Aujourd'hui, pas moins de 25 autorités différentes (l'Europe, l'Etat fédéral, les Communautés, la Région, les 19 communes) déterminent chacune leur segment de politique et de ressources culturelles, sans aucunement chercher à se concerter. L'éparpillement, l'inefficacité et l'iniquité sont les résultats de cette situation. Il convient donc résolument de renforcer la coordination des interventions publiques en faveur de la culture, ceci pour que les forces créatives de Bruxelles puissent déployer leur action dans des conditions optimales.Une telle recherche de cohérence des appuis publics s'impose d'autant plus que les porteurs de projets culturels bruxellois se mobilisent déjà en faveur d'une concertation de leurs actions: le Réseau des Arts à Bruxelles et le Brussel Kunsten Overleg, qui rassemblent respectivement des opérateurs culturels francophones et néerlandophones, travaillent ainsi à l'élaboration d'un Plan culturel pour Bruxelles annoncé pour l'automne.
Pour donner écho à ces initiatives citoyennes, et tisser des liens entre la culture et des secteurs reliés tels le jeunesse, l'éducation permanente, l'enseignement, l'urbanisme, l'emploi..., Ecolo propose de mettre sur pied une plate-forme appellée "Bruxelles Culture". Une telle structure rassemblerait celles et ceux ayant à coeur le développement culturel de la ville afin de définir un plan d'action à moyen terme. L'idée est de définir en concertation le projet culturel que nous voulons mettre en oeuvre sur 10 ans.

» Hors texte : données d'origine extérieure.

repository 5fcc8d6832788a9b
//! Domain layer: value objects of the quote and payment pipeline and the
//! ports through which the application talks to the outside world.

pub mod booking;
pub mod insurance;
pub mod order;
pub mod payment;
pub mod ports;
pub mod quote;
pub mod zone;
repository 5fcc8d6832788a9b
pub mod csv;
pub mod http;
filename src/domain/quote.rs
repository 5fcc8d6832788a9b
use super::zone::ZoneId;
use crate::error::{Result, ShippingError};
use rust_decimal::prelude::ToPrimitive;
use rust_decimal::{Decimal, RoundingStrategy};
use rust_decimal_macros::dec;
use serde::{Deserialize, Deserializer, Serialize, Serializer};
use std::fmt;

/// Shipment weight in kilograms. Always strictly positive.
#[derive(Debug, Clone, Copy, PartialEq, PartialOrd)]
pub struct Weight(Decimal);

impl Weight {
    pub fn new(kg: Decimal) -> Result<Self> {
        if kg > Decimal::ZERO {
            Ok(Self(kg))
        } else {
            Err(ShippingError::ValidationError(
                "Weight must be greater than 0".to_string(),
            ))
        }
    }

    pub fn value(&self) -> Decimal {
        self.0
    }

    /// The billed weight bracket: rates are priced per whole kilogram, so
    /// any fraction rounds up.
    pub fn rounded(&self) -> Result<u32> {
        self.0.ceil().to_u32().ok_or_else(|| {
            ShippingError::ValidationError(format!("Weight {} is out of range", self.0))
        })
    }
}

impl TryFrom<Decimal> for Weight {
    type Error = ShippingError;

    fn try_from(value: Decimal) -> Result<Self> {
        Self::new(value)
    }
}

impl Serialize for Weight {
    fn serialize<S>(&self, serializer: S) -> std::result::Result<S::Ok, S::Error>
    where
        S: Serializer,
    {
        rust_decimal::serde::float::serialize(&self.0, serializer)
    }
}

impl<'de> Deserialize<'de> for Weight {
    fn deserialize<D>(deserializer: D) -> std::result::Result<Self, D::Error>
    where
        D: Deserializer<'de>,
    {
        let value = <Decimal as Deserialize>::deserialize(deserializer)?;
        Weight::new(value).map_err(serde::de::Error::custom)
    }
}

impl fmt::Display for Weight {
    fn fmt(&self, f: &mut fmt::Formatter<'_>) -> fmt::Result {
        write!(f, "{}kg", self.0.normalize())
    }
}

#[derive(Debug, Clone, Copy, PartialEq, Eq, Hash, Default, Serialize, Deserialize)]
#[serde(rename_all = "lowercase")]
pub enum DeliverySpeed {
    Economy,
    #[default]
    Standard,
    Express,
}

impl DeliverySpeed {
    /// Tiers in presentation order.
    pub const ALL: [DeliverySpeed; 3] = [
        DeliverySpeed::Economy,
        DeliverySpeed::Standard,
        DeliverySpeed::Express,
    ];

    /// Fixed multiplier applied to the standard base price.
    pub fn multiplier(&self) -> Decimal {
        match self {
            DeliverySpeed::Economy => dec!(0.5),
            DeliverySpeed::Standard => Decimal::ONE,
            DeliverySpeed::Express => dec!(2),
        }
    }

    pub fn estimated_delivery(&self) -> &'static str {
        match self {
            DeliverySpeed::Economy => "14-21 business days",
            DeliverySpeed::Standard => "7-10 business days",
            DeliverySpeed::Express => "3-5 business days",
        }
    }
}

impl fmt::Display for DeliverySpeed {
    fn fmt(&self, f: &mut fmt::Formatter<'_>) -> fmt::Result {
        match self {
            DeliverySpeed::Economy => write!(f, "economy"),
            DeliverySpeed::Standard => write!(f, "standard"),
            DeliverySpeed::Express => write!(f, "express"),
        }
    }
}

/// Standard-tier price for a zone and billed weight, as returned by the rate
/// service after normalization.
#[derive(Debug, Clone, PartialEq, Serialize, Deserialize)]
pub struct BasePrice {
    pub price: Decimal,
    pub currency: String,
}

/// Rounds a monetary value to two places and pins the scale so it renders
/// as `25.00`, not `25` or `25.000`.
pub fn to_cents_precision(value: Decimal) -> Decimal {
    let mut rounded = value.round_dp_with_strategy(2, RoundingStrategy::MidpointAwayFromZero);
    rounded.rescale(2);
    rounded
}

#[derive(Debug, Clone, PartialEq, Serialize, Deserialize)]
pub struct DeliveryOption {
    pub speed: DeliverySpeed,
    pub price: Decimal,
    pub estimated_delivery: String,
    #[serde(with = "rust_decimal::serde::float")]
    pub multiplier: Decimal,
}

impl DeliveryOption {
    pub fn from_base(speed: DeliverySpeed, base: Decimal) -> Self {
        Self {
            speed,
            price: to_cents_precision(base * speed.multiplier()),
            estimated_delivery: speed.estimated_delivery().to_string(),
            multiplier: speed.multiplier(),
        }
    }
}

/// Derives the economy/standard/express tiers from a single base price.
pub fn derive_delivery_options(base: Decimal) -> Vec<DeliveryOption> {
    DeliverySpeed::ALL
        .iter()
        .map(|speed| DeliveryOption::from_base(*speed, base))
        .collect()
}

#[derive(Debug, Clone, PartialEq, Serialize, Deserialize)]
pub struct Quote {
    pub pickup_country: String,
    pub destination_country: String,
    pub destination_zone: ZoneId,
    pub zone_display: String,
    pub weight: Weight,
    pub weight_rounded: u32,
    pub currency: String,
    pub base_price: Decimal,
    pub delivery_options: Vec<DeliveryOption>,
}

impl Quote {
    pub fn option(&self, speed: DeliverySpeed) -> Option<&DeliveryOption> {
        self.delivery_options.iter().find(|o| o.speed == speed)
    }
}

#[cfg(test)]
mod tests {
    use super::*;

    #[test]
    fn test_weight_rounds_up_to_whole_kilogram() {
        assert_eq!(Weight::new(dec!(2.3)).unwrap().rounded().unwrap(), 3);
        assert_eq!(Weight::new(dec!(2.0)).unwrap().rounded().unwrap(), 2);
        assert_eq!(Weight::new(dec!(0.01)).unwrap().rounded().unwrap(), 1);
    }

    #[test]
    fn test_weight_must_be_positive() {
        assert!(matches!(
            Weight::new(Decimal::ZERO),
            Err(ShippingError::ValidationError(_))
        ));
        assert!(matches!(
            Weight::new(dec!(-1.5)),
            Err(ShippingError::ValidationError(_))
        ));
    }

    #[test]
    fn test_weight_json_accepts_numbers_and_rejects_zero() {
        let weight: Weight = serde_json::from_str("2.3").unwrap();
        assert_eq!(weight.value(), dec!(2.3));
        assert!(serde_json::from_str::<Weight>("0").is_err());
        assert_eq!(serde_json::to_string(&weight).unwrap(), "2.3");
    }

    #[test]
    fn test_tiers_derived_from_base() {
        let options = derive_delivery_options(dec!(50));
        let prices: Vec<String> = options.iter().map(|o| o.price.to_string()).collect();
        assert_eq!(prices, vec!["25.00", "50.00", "100.00"]);
        assert_eq!(options[0].speed, DeliverySpeed::Economy);
        assert_eq!(options[0].estimated_delivery, "14-21 business days");
        assert_eq!(options[2].estimated_delivery, "3-5 business days");
    }

    #[test]
    fn test_odd_cent_base_halves_to_two_places() {
        let options = derive_delivery_options(dec!(1234.57));
        assert_eq!(options[0].price, dec!(617.29));
        assert_eq!(options[1].price, dec!(1234.57));
        assert_eq!(options[2].price, dec!(2469.14));
    }

    #[test]
    fn test_delivery_option_wire_format() {
        let option = DeliveryOption::from_base(DeliverySpeed::Express, dec!(50));
        let json = serde_json::to_value(&option).unwrap();
        assert_eq!(json["speed"], "express");
        assert_eq!(json["price"], "100.00");
        assert_eq!(json["multiplier"], 2.0);
    }
}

Enfin, poursuivant le même objectif de rassemblement des forces vives, Ecolo veut avec Groen!, renforcer les initiatives bicommunautaires entre bruxellois francophones et néerlandophones. Ceci nécessitera d'instaurer des mécanismes de financement communs et de supprimer les obstacles juridiques et financiers qui aujourd'hui empêchent les collaborations entre bruxellois francophones et néerlandophones.